■ Your assignment ■
Tell how many lines in these records contain the string "TrackFraction", with only the number as the reply.

(Items from a dataset)
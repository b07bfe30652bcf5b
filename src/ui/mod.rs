// SPDX-License-Identifier: MPL-2.0
//! Iced rendering collaborators for the slider engine.

pub mod design_tokens;
pub mod slider_canvas;

pub use slider_canvas::{SliderCanvas, SliderMessage};
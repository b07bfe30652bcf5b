// SPDX-License-Identifier: MPL-2.0
//! Static track geometry: marker positions, marker sizes, and fill extent.
//!
//! Everything here is a pure function of the tariff count and the track
//! length. Geometry is recomputed whenever either input changes and is
//! never mutated by gestures.

use crate::config::defaults::{MAX_MARKER_SIZE, MIN_MARKER_SIZE};
use crate::domain::newtypes::{TrackFraction, TrackLength};
use crate::domain::tariff::TariffList;

/// Normalized marker fractions for `count` tariffs.
///
/// Tariff `i` sits at `i / (count - 1)`; a single tariff sits at the left
/// end of the track.
#[must_use]
pub fn step_fractions(count: usize) -> Vec<f32> {
    match count {
        0 => Vec::new(),
        1 => vec![0.0],
        _ => (0..count)
            .map(|i| i as f32 / (count - 1) as f32)
            .collect(),
    }
}

/// Marker diameters for `count` tariffs.
///
/// Sizes grow linearly from [`MIN_MARKER_SIZE`] to [`MAX_MARKER_SIZE`] with
/// the index, signaling increasing tariff emphasis. A single marker takes
/// the maximum size.
#[must_use]
pub fn marker_sizes(count: usize) -> Vec<f32> {
    if count < 2 {
        return vec![MAX_MARKER_SIZE; count];
    }

    (0..count)
        .map(|index| {
            let scale = index as f32 / (count - 1) as f32;
            MIN_MARKER_SIZE + (MAX_MARKER_SIZE - MIN_MARKER_SIZE) * scale
        })
        .collect()
}

/// Length of the filled track portion for a handle at `fraction`.
///
/// The left end is exactly empty: a fraction within float rounding of zero
/// yields `0.0`, never a visually non-empty "zero" state.
#[must_use]
pub fn fill_extent(fraction: TrackFraction, length: TrackLength) -> f32 {
    let value = fraction.value();
    if value <= f32::EPSILON {
        return 0.0;
    }
    (value * length.value()).clamp(0.0, length.value())
}

/// Derived track layout for one tariff list and track length.
#[derive(Debug, Clone, PartialEq)]
pub struct TrackGeometry {
    length: TrackLength,
    steps: Vec<f32>,
}

impl TrackGeometry {
    /// Computes the geometry for a validated tariff list.
    #[must_use]
    pub fn new(tariffs: &TariffList, length: TrackLength) -> Self {
        Self {
            length,
            steps: step_fractions(tariffs.len()),
        }
    }

    /// Normalized marker fractions, ascending.
    #[must_use]
    pub fn steps(&self) -> &[f32] {
        &self.steps
    }

    #[must_use]
    pub fn marker_count(&self) -> usize {
        self.steps.len()
    }

    #[must_use]
    pub fn length(&self) -> TrackLength {
        self.length
    }

    /// Normalized fraction of the marker at `index` (left end for an
    /// out-of-range index).
    #[must_use]
    pub fn fraction_of(&self, index: usize) -> TrackFraction {
        TrackFraction::new(self.steps.get(index).copied().unwrap_or(0.0))
    }

    /// Absolute marker position in track units.
    #[must_use]
    pub fn position_of(&self, index: usize) -> f32 {
        self.fraction_of(index).scaled(self.length)
    }

    /// Absolute marker positions in track units, ascending.
    #[must_use]
    pub fn positions(&self) -> Vec<f32> {
        self.steps
            .iter()
            .map(|step| step * self.length.value())
            .collect()
    }

    /// Clamps a track-local coordinate into a normalized fraction.
    #[must_use]
    pub fn normalize(&self, position: f32) -> TrackFraction {
        self.length.normalize(position)
    }
}
// SPDX-License-Identifier: MPL-2.0
//! Notification diagnostics.
//!
//! The crate carries no logging facade; instead, notifier outcomes are
//! recorded as typed events in a memory-bounded ring buffer that the host
//! application can inspect or export.

use serde::{Deserialize, Serialize};
use std::collections::VecDeque;
use std::sync::{Arc, Mutex};

/// Default number of retained notifier events.
pub const DEFAULT_LOG_CAPACITY: usize = 256;

/// Outcome of one selection notification.
#[derive(Debug, Clone, Serialize, Deserialize, PartialEq)]
#[serde(tag = "event", rename_all = "snake_case")]
pub enum NotifierEvent {
    /// The selection reached the endpoint.
    Sent {
        /// Id of the committed tariff.
        tariff_id: String,
    },
    /// Delivery failed; the gesture pipeline is unaffected.
    Failed {
        /// Id of the committed tariff.
        tariff_id: String,
        /// Transport or status error description.
        reason: String,
    },
}

/// A circular buffer with fixed capacity.
///
/// When the buffer is full, pushing a new element evicts the oldest one.
/// Elements are stored in chronological order (oldest first).
#[derive(Debug, Clone)]
pub struct CircularBuffer<T> {
    data: VecDeque<T>,
    capacity: usize,
}

impl<T> CircularBuffer<T> {
    /// Creates a new circular buffer with the specified capacity (at
    /// least 1).
    #[must_use]
    pub fn new(capacity: usize) -> Self {
        let capacity = capacity.max(1);
        Self {
            data: VecDeque::with_capacity(capacity),
            capacity,
        }
    }

    /// Pushes an element, evicting the oldest if at capacity.
    pub fn push(&mut self, item: T) {
        if self.data.len() >= self.capacity {
            self.data.pop_front();
        }
        self.data.push_back(item);
    }

    /// Iterates over elements in chronological order (oldest first).
    pub fn iter(&self) -> impl Iterator<Item = &T> {
        self.data.iter()
    }

    #[must_use]
    pub fn len(&self) -> usize {
        self.data.len()
    }

    #[must_use]
    pub fn is_empty(&self) -> bool {
        self.data.is_empty()
    }

    #[must_use]
    pub fn capacity(&self) -> usize {
        self.capacity
    }

    pub fn clear(&mut self) {
        self.data.clear();
    }
}

/// Shared, thread-safe notifier event log.
///
/// Cloning is cheap; all clones record into the same buffer.
#[derive(Debug, Clone)]
pub struct EventLog {
    inner: Arc<Mutex<CircularBuffer<NotifierEvent>>>,
}

impl EventLog {
    #[must_use]
    pub fn new() -> Self {
        Self::with_capacity(DEFAULT_LOG_CAPACITY)
    }

    #[must_use]
    pub fn with_capacity(capacity: usize) -> Self {
        Self {
            inner: Arc::new(Mutex::new(CircularBuffer::new(capacity))),
        }
    }

    /// Records one event. A poisoned lock still records: the buffer holds
    /// plain data, so the previous panic cannot have left it inconsistent.
    pub fn record(&self, event: NotifierEvent) {
        let mut buffer = match self.inner.lock() {
            Ok(guard) => guard,
            Err(poisoned) => poisoned.into_inner(),
        };
        buffer.push(event);
    }

    /// Copies the current events in chronological order.
    #[must_use]
    pub fn snapshot(&self) -> Vec<NotifierEvent> {
        let buffer = match self.inner.lock() {
            Ok(guard) => guard,
            Err(poisoned) => poisoned.into_inner(),
        };
        buffer.iter().cloned().collect()
    }

    #[must_use]
    pub fn len(&self) -> usize {
        let buffer = match self.inner.lock() {
            Ok(guard) => guard,
            Err(poisoned) => poisoned.into_inner(),
        };
        buffer.len()
    }

    #[must_use]
    pub fn is_empty(&self) -> bool {
        self.len() == 0
    }
}

impl Default for EventLog {
    fn default() -> Self {
        Self::new()
    }
}

#[cfg(test)]
mod tests {
    use super::*;

    #[test]
    fn buffer_evicts_oldest_at_capacity() {
        let mut buffer = CircularBuffer::new(2);
        buffer.push(1);
        buffer.push(2);
        buffer.push(3);

        let items: Vec<_> = buffer.iter().copied().collect();
        assert_eq!(items, vec![2, 3]);
        assert_eq!(buffer.len(), 2);
        assert_eq!(buffer.capacity(), 2);
    }

    #[test]
    fn buffer_capacity_is_at_least_one() {
        let mut buffer = CircularBuffer::new(0);
        buffer.push("only");
        assert_eq!(buffer.capacity(), 1);
        assert_eq!(buffer.len(), 1);
    }

    #[test]
    fn buffer_clear_empties_it() {
        let mut buffer = CircularBuffer::new(4);
        buffer.push(1);
        buffer.clear();
        assert!(buffer.is_empty());
    }

    #[test]
    fn log_clones_share_the_buffer() {
        let log = EventLog::with_capacity(8);
        let clone = log.clone();

        clone.record(NotifierEvent::Sent {
            tariff_id: "3".to_string(),
        });

        assert_eq!(log.len(), 1);
        assert_eq!(
            log.snapshot(),
            vec![NotifierEvent::Sent {
                tariff_id: "3".to_string()
            }]
        );
    }

    #[test]
    fn events_serialize_with_snake_case_tag() {
        let event = NotifierEvent::Failed {
            tariff_id: "2".to_string(),
            reason: "status 500".to_string(),
        };
        let json = serde_json::to_string(&event).expect("serializable");
        assert!(json.contains(r#""event":"failed""#));
        assert!(json.contains(r#""tariff_id":"2""#));
    }
}
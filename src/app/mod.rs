// SPDX-License-Identifier: MPL-2.0
//! Demo application wiring the slider engine to Iced.
//!
//! `App` owns one [`SliderEngine`], forwards its commit events to the
//! configured [`SelectionNotifier`], and renders through the slider
//! canvas. Configuration (tariffs, endpoint, unit) is resolved once at
//! boot and construction fails fast on an invalid setup, so the update
//! loop only ever sees a valid track.

mod message;
mod update;
mod view;

pub use message::{Flags, Message};

use crate::application::port::{NullNotifier, SelectionNotifier};
use crate::config;
use crate::diagnostics::EventLog;
use crate::engine::SliderEngine;
use crate::error::Result;
use crate::infrastructure::HttpSelectionNotifier;
use iced::{window, Task};
use std::sync::Arc;

pub const WINDOW_DEFAULT_WIDTH: u32 = 480;
pub const WINDOW_DEFAULT_HEIGHT: u32 = 220;

/// Root Iced application state.
pub struct App {
    pub(crate) engine: SliderEngine,
    pub(crate) notifier: Arc<dyn SelectionNotifier>,
    pub(crate) unit: String,
    /// Notifier outcome log, inspectable for troubleshooting.
    pub notifier_log: EventLog,
}

impl std::fmt::Debug for App {
    fn fmt(&self, f: &mut std::fmt::Formatter<'_>) -> std::fmt::Result {
        f.debug_struct("App")
            .field("selected_index", &self.engine.selected_index())
            .field("is_dragging", &self.engine.is_dragging())
            .finish()
    }
}

impl App {
    /// Builds the application from launch flags and the config file.
    ///
    /// # Errors
    ///
    /// Fails fast on an unreadable config file, an invalid tariff list,
    /// or an unconstructible HTTP client. Nothing is rendered from an
    /// invalid configuration.
    pub fn from_flags(flags: &Flags) -> Result<Self> {
        let config = match &flags.config_path {
            Some(path) => config::load_from_path(path)?,
            None => config::load()?,
        };

        let tariffs = config.tariff_list()?;
        let engine = SliderEngine::with_initial_fraction(
            tariffs,
            config::DEFAULT_TRACK_LENGTH,
            config.initial_fraction(),
        )?;

        let notifier_log = EventLog::new();
        let endpoint = flags.endpoint.clone().or_else(|| config.endpoint.clone());
        let notifier: Arc<dyn SelectionNotifier> = match endpoint {
            Some(endpoint) => Arc::new(HttpSelectionNotifier::new(
                endpoint,
                notifier_log.clone(),
            )?),
            None => Arc::new(NullNotifier),
        };

        Ok(Self {
            engine,
            notifier,
            unit: config.unit_label(),
            notifier_log,
        })
    }

    /// Assembles an application from prebuilt parts.
    pub fn with_parts(
        engine: SliderEngine,
        notifier: Arc<dyn SelectionNotifier>,
        unit: String,
    ) -> Self {
        Self {
            engine,
            notifier,
            unit,
            notifier_log: EventLog::new(),
        }
    }

    fn title(&self) -> String {
        "Tariff Slider".to_string()
    }

    fn view(&self) -> iced::Element<'_, Message> {
        view::view(self)
    }
}

/// Builds the window settings.
#[must_use]
pub fn window_settings() -> window::Settings {
    window::Settings {
        size: iced::Size::new(WINDOW_DEFAULT_WIDTH as f32, WINDOW_DEFAULT_HEIGHT as f32),
        min_size: Some(iced::Size::new(
            WINDOW_DEFAULT_WIDTH as f32 / 2.0,
            WINDOW_DEFAULT_HEIGHT as f32,
        )),
        ..window::Settings::default()
    }
}

/// Entry point used by `main.rs` to launch the Iced application loop.
pub fn run(app: App) -> iced::Result {
    use std::cell::RefCell;

    // Wrap the prebuilt state in RefCell<Option<_>> to satisfy the Fn
    // trait requirement while only consuming it once (iced 0.14 requires
    // Fn, not FnOnce)
    let boot_state = RefCell::new(Some(app));
    let boot = move || {
        let app = boot_state
            .borrow_mut()
            .take()
            .expect("Boot function called more than once");
        (app, Task::none())
    };

    iced::application(boot, App::update, App::view)
        .title(App::title)
        .window(window_settings())
        .run()
}
// SPDX-License-Identifier: MPL-2.0
//! Infrastructure adapters implementing the application ports.

pub mod http;

pub use http::HttpSelectionNotifier;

■ Expected output ■
5